Court Smacks Down Creationist Institute Suit

An effort by an anti-evolution “institute” to dumb-down science education in Texas hit a brick wall in federal court last week. On June 18 federal district Judge Sam Sparks refused to force Texas to grant authority to the Dallas-based Institute for Creation Research Graduate School (ICRGS) to offer master of science degrees in science education.

In 2009 the ICRGS filed a lawsuit against the Texas commissioner of higher education, Raymund Paredes, and the Texas Higher Education Coordinating Board after the coordinating board refused to approve an application for authority to grant the degrees. The ICRGS claimed that the coordinating board had engaged in “viewpoint discrimination” and thereby violated the “institute’s” constitutional rights to free exercise of religion, free speech and equal protection. Judge Sparks disagreed:

“(T)he Court finds ICRGS has not put forth evidence sufficient to raise a genuine issue of material fact with respect to any claim it brings.”

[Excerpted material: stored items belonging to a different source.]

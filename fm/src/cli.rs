//! CLI command definitions and subcommands

use std::path::PathBuf;

use clap::{Args, Parser, Subcommand};

use crate::domain::UnitAction;

/// fishmanager - Don't Starve Together shard manager
#[derive(Debug, Parser)]
#[command(
    name = "fm",
    about = "Manage Don't Starve Together shards running as systemd user units",
    version
)]
pub struct Cli {
    /// Path to config file
    #[arg(short, long, global = true, help = "Path to config file")]
    pub config: Option<PathBuf>,

    /// Log level (TRACE, DEBUG, INFO, WARN, ERROR)
    #[arg(
        short = 'l',
        long = "log-level",
        global = true,
        help = "Log level (TRACE, DEBUG, INFO, WARN, ERROR)"
    )]
    pub log_level: Option<String>,

    /// Subcommand to execute; none opens the dashboard
    #[command(subcommand)]
    pub command: Option<Command>,
}

/// Which shards a control command applies to
#[derive(Debug, Clone, Args)]
#[group(required = true, multiple = false)]
pub struct Target {
    /// Shard name
    pub shard: Option<String>,

    /// Every configured shard
    #[arg(short, long)]
    pub all: bool,
}

/// CLI subcommands
#[derive(Debug, Subcommand)]
pub enum Command {
    /// List shards and their status
    List,

    /// Start a shard
    Start(Target),

    /// Stop a shard
    Stop(Target),

    /// Restart a shard
    Restart(Target),

    /// Enable autostart for a shard
    Enable(Target),

    /// Disable autostart for a shard
    Disable(Target),

    /// Show logs for a shard
    Logs {
        shard: String,

        /// Number of lines to show
        #[arg(short = 'n', long, default_value_t = 50)]
        lines: usize,

        /// Follow log output (like tail -f)
        #[arg(short, long)]
        follow: bool,
    },

    /// Send a console command to the console shard
    Cmd {
        #[arg(required = true, trailing_var_arg = true, allow_hyphen_values = true)]
        command: Vec<String>,
    },

    /// Announce a chat message in game
    Chat {
        #[arg(required = true, trailing_var_arg = true)]
        message: Vec<String>,
    },

    /// Show season, day and players
    Status,

    /// Run the server updater
    Update,

    /// Enable and start configured shards, retire unlisted ones
    Sync,
}

impl Command {
    /// The unit action and target of a control subcommand
    pub fn control(&self) -> Option<(UnitAction, &Target)> {
        match self {
            Self::Start(t) => Some((UnitAction::Start, t)),
            Self::Stop(t) => Some((UnitAction::Stop, t)),
            Self::Restart(t) => Some((UnitAction::Restart, t)),
            Self::Enable(t) => Some((UnitAction::Enable, t)),
            Self::Disable(t) => Some((UnitAction::Disable, t)),
            _ => None,
        }
    }
}
//! Log Tail Aggregator
//!
//! Keeps the most recent lines of every shard log in a bounded ring and runs
//! live follow tasks that feed the rings and publish `LogLine` events.

mod aggregator;
mod ring;

pub use aggregator::{LogReader, LogTailAggregator, LogTailConfig};
pub use ring::LogRing;
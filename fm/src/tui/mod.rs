//! Terminal dashboard
//!
//! Shards with their status and actions on the left, global actions and the
//! world summary below them, game chat or a live log viewer on the right.

mod app;
mod events;
mod runner;
mod views;

pub use app::{App, GLOBAL_BUTTONS, GlobalButton, Notice, SHARD_BUTTONS, ShardButton, ViewState};
pub use events::{EventHandler, TermEvent};
pub use runner::TuiRunner;

use std::io::{self, Stdout};
use std::sync::Arc;

use crossterm::execute;
use crossterm::terminal::{EnterAlternateScreen, LeaveAlternateScreen, disable_raw_mode, enable_raw_mode};
use eyre::Result;
use ratatui::Terminal;
use ratatui::backend::CrosstermBackend;

use crate::coordinator::CoordinatorHandle;
use crate::events::EventBus;

/// Terminal type alias
pub type Tui = Terminal<CrosstermBackend<Stdout>>;

/// Initialize the terminal for TUI mode
pub fn init() -> Result<Tui> {
    enable_raw_mode()?;
    let mut stdout = io::stdout();
    execute!(stdout, EnterAlternateScreen)?;
    let backend = CrosstermBackend::new(stdout);
    let terminal = Terminal::new(backend)?;
    Ok(terminal)
}

/// Restore the terminal to normal mode
pub fn restore() -> Result<()> {
    disable_raw_mode()?;
    execute!(io::stdout(), LeaveAlternateScreen)?;
    Ok(())
}

/// Run the dashboard until the user quits
///
/// The coordinator behind `handle` must already be running; it is left
/// running for the caller to shut down.
pub async fn run(handle: CoordinatorHandle, bus: Arc<EventBus>) -> Result<()> {
    let terminal = init()?;

    // Restore the terminal even on early return or panic unwind
    struct TerminalGuard;
    impl Drop for TerminalGuard {
        fn drop(&mut self) {
            let _ = restore();
        }
    }
    let _guard = TerminalGuard;

    let mut runner = TuiRunner::new(terminal, handle, bus)?;
    runner.run().await
}
//! Coordinator timing and policy settings

use std::time::Duration;

use serde::{Deserialize, Serialize};

use super::task::TaskKind;

/// Configuration for the background task coordinator
///
/// Periods and timeouts are in milliseconds. A period of zero disables the
/// task.
#[derive(Debug, Clone, PartialEq, Eq, Serialize, Deserialize)]
#[serde(rename_all = "kebab-case")]
pub struct CoordinatorConfig {
    #[serde(default = "default_status_period_ms")]
    pub status_period_ms: u64,

    #[serde(default = "default_chat_period_ms")]
    pub chat_period_ms: u64,

    #[serde(default = "default_world_period_ms")]
    pub world_period_ms: u64,

    #[serde(default = "default_mods_period_ms")]
    pub mods_period_ms: u64,

    /// Limit on every status, chat, world and console call
    #[serde(default = "default_call_timeout_ms")]
    pub call_timeout_ms: u64,

    /// Limit on start/stop/restart/enable/disable
    #[serde(default = "default_control_timeout_ms")]
    pub control_timeout_ms: u64,

    /// Limit on a full updater run
    #[serde(default = "default_update_timeout_ms")]
    pub update_timeout_ms: u64,

    /// Chat lines kept in state
    #[serde(default = "default_chat_lines")]
    pub chat_lines: usize,

    /// Log lines kept per shard
    #[serde(default = "default_log_ring_capacity")]
    pub log_ring_capacity: usize,

    /// History lines loaded when a follow starts
    #[serde(default = "default_log_backlog")]
    pub log_backlog: usize,

    /// Following one shard stops every other follow
    #[serde(default = "default_single_live_follow")]
    pub single_live_follow: bool,

    /// The only shard that accepts console commands
    #[serde(default = "default_console_shard")]
    pub console_shard: String,

    /// Capacity of the request channel
    #[serde(default = "default_channel_capacity")]
    pub channel_capacity: usize,
}

fn default_status_period_ms() -> u64 {
    2_000
}

fn default_chat_period_ms() -> u64 {
    1_000
}

fn default_world_period_ms() -> u64 {
    15_000
}

fn default_mods_period_ms() -> u64 {
    60_000
}

fn default_call_timeout_ms() -> u64 {
    5_000
}

fn default_control_timeout_ms() -> u64 {
    30_000
}

fn default_update_timeout_ms() -> u64 {
    30 * 60 * 1_000
}

fn default_chat_lines() -> usize {
    50
}

fn default_log_ring_capacity() -> usize {
    500
}

fn default_log_backlog() -> usize {
    100
}

fn default_single_live_follow() -> bool {
    true
}

fn default_console_shard() -> String {
    "Master".to_string()
}

fn default_channel_capacity() -> usize {
    256
}

impl Default for CoordinatorConfig {
    fn default() -> Self {
        Self {
            status_period_ms: default_status_period_ms(),
            chat_period_ms: default_chat_period_ms(),
            world_period_ms: default_world_period_ms(),
            mods_period_ms: default_mods_period_ms(),
            call_timeout_ms: default_call_timeout_ms(),
            control_timeout_ms: default_control_timeout_ms(),
            update_timeout_ms: default_update_timeout_ms(),
            chat_lines: default_chat_lines(),
            log_ring_capacity: default_log_ring_capacity(),
            log_backlog: default_log_backlog(),
            single_live_follow: default_single_live_follow(),
            console_shard: default_console_shard(),
            channel_capacity: default_channel_capacity(),
        }
    }
}

impl CoordinatorConfig {
    /// Tick period for `kind`, or `None` when the task is disabled
    pub fn period(&self, kind: TaskKind) -> Option<Duration> {
        let ms = match kind {
            TaskKind::StatusPoll => self.status_period_ms,
            TaskKind::ChatPoll => self.chat_period_ms,
            TaskKind::WorldPoll => self.world_period_ms,
            TaskKind::ModsRefresh => self.mods_period_ms,
        };
        (ms > 0).then(|| Duration::from_millis(ms))
    }

    pub fn call_timeout(&self) -> Duration {
        Duration::from_millis(self.call_timeout_ms)
    }

    pub fn control_timeout(&self) -> Duration {
        Duration::from_millis(self.control_timeout_ms)
    }

    pub fn update_timeout(&self) -> Duration {
        Duration::from_millis(self.update_timeout_ms)
    }
}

Actually, Judge Sparks used much sharper language throughout his ruling, noting the rambling and confusing complaint filed by the ICRGS:

“It appears that although the Court has twice required Plaintiff to re-plead and set forth a short and plain statement of the relief requested, Plaintiff is entirely unable to file a complaint which is not overly verbose, disjointed, incoherent, maundering, and full of irrelevant information.”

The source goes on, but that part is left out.